A colagem às forças nazis feita pelos católicos croatas é idêntica à dos católicos irlandeses em 14-18. Esta adesão, baseia-se no princípio de que os inimigos do nosso inimigo são nossos amigos. Não se pode é analisar os factos como se a Jugoslávia fosse um estado com identidade própria – não o era. Os sérvios esmagaram a autonomia croata e quiseram aculturar, impor a sua hegemonia. Aproveitando a invasão alemã, os fascistas croatas cometeram crimes e quiseram proceder a uma limpeza étnica, assassinando dezenas ou centenas de milhares de sérvios; aproveitando a ajuda soviética, os sérvios, assassinaram muitos milhares de croatas… Onde estão os bons, onde estão os maus?

 

Tal como Espanha é a realização de um objectivo histórico castelhano, a Grã-Bretanha um projecto dos ingleses, a Alemanha a imposição do modelo prussiano aos povos germânicos, a Jugoslávia foi a utopia sérvia. Repito a metáfora de Gonçalo Ribeiro Telles dos cursos de água que, ocupados os seus leitos pela expansão urbana, os recuperam de forma violenta. As nacionalidades reprimidas são também recuperadas com violência e com crueldade. A natureza humana nessas situações, recupera estádios de primitivismo que julgávamos sepultados sob camadas sedimentares de cultura e de apuro comportamental. E como disse num comentário, a culpa do terrorismo é de quem ocupa terra alheia e transforma homens normais em assassinos. Na intrincada questão dos Balcãs, não vejo maiores culpados do que os sérvios. Sem o expansionismo sérvio, não teria havido limpezas étnicas.

 
Mas estou de acordo com a condenação da Igreja católica.

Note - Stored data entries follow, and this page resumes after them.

pub mod discovery;
pub mod envelope;
pub mod paths;
pub mod payload;

pub use discovery::{DiscoveryError, DiscoveryFile};
pub use envelope::{Envelope, EnvelopeError, MessageType, Payload};
pub use payload::Body;

/// Maximum size of a single JSON-lines frame on the IPC socket (1 MiB).
///
/// Stream chunks relayed from the inference endpoints are the largest
/// envelopes on the wire; anything beyond this is treated as a protocol error.
pub const MAX_LINE_BYTES: usize = 1024 * 1024;

/// Protocol revision advertised in `welcome` envelopes.
pub const PROTOCOL_VERSION: u32 = 1;

/// Discovery role published by the broker daemon.
pub const BROKER_ROLE: &str = "tray";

N
ão tenho dúvidas de que o Vaticano é o centro de uma teia que opera à escala mundial. Esquemas mafiosos, assassínios… Deus não é para ali chamado – como na anedota do Pedro Godinho, de bispo para cima, não é preciso ser crente – eu diria que de bispo para cima, ser crente só serve para atrapalhar. Mas a Igreja católica é um inimigo, não é o inimigo; faz parte dele – tal como as outras igrejas e cultos. Parece-nos mais desprezível porque é a que nos afecta. Por exemplo, o islamismo integrista não é melhor, nem o seu clero é mais sério do que o da Igreja de Roma. Não há estruturas religiosas sérias – todas vivem da mentira, da superstição, do medo da morte. São uma face oculta da Humanidade, o eco atávico do canibalismo cavernícola.  Anunciam-se como Luz, mas vêm directamente do coração das trevas.

 

Máximo Gorki defendia que  o importante é que o homem se vá afastando da condição animal – Quando formos humanos no sentido filosófico do termo, Fátima, Lourdes ou Meca, entrarão em declínio e desaparecerão. Se formos capazes de nos transformar em pessoas, deixará de haver espaço para as igrejas. Que poderá haver de mais transcendente do que a fé na nossa humanidade? Para que necessitamos de um deus inexistente? Bem, fiquemos por aqui e oxalá este texto, feito para esclarecer o que foi dito por mim nos comentários, não precise de um esclarecimento.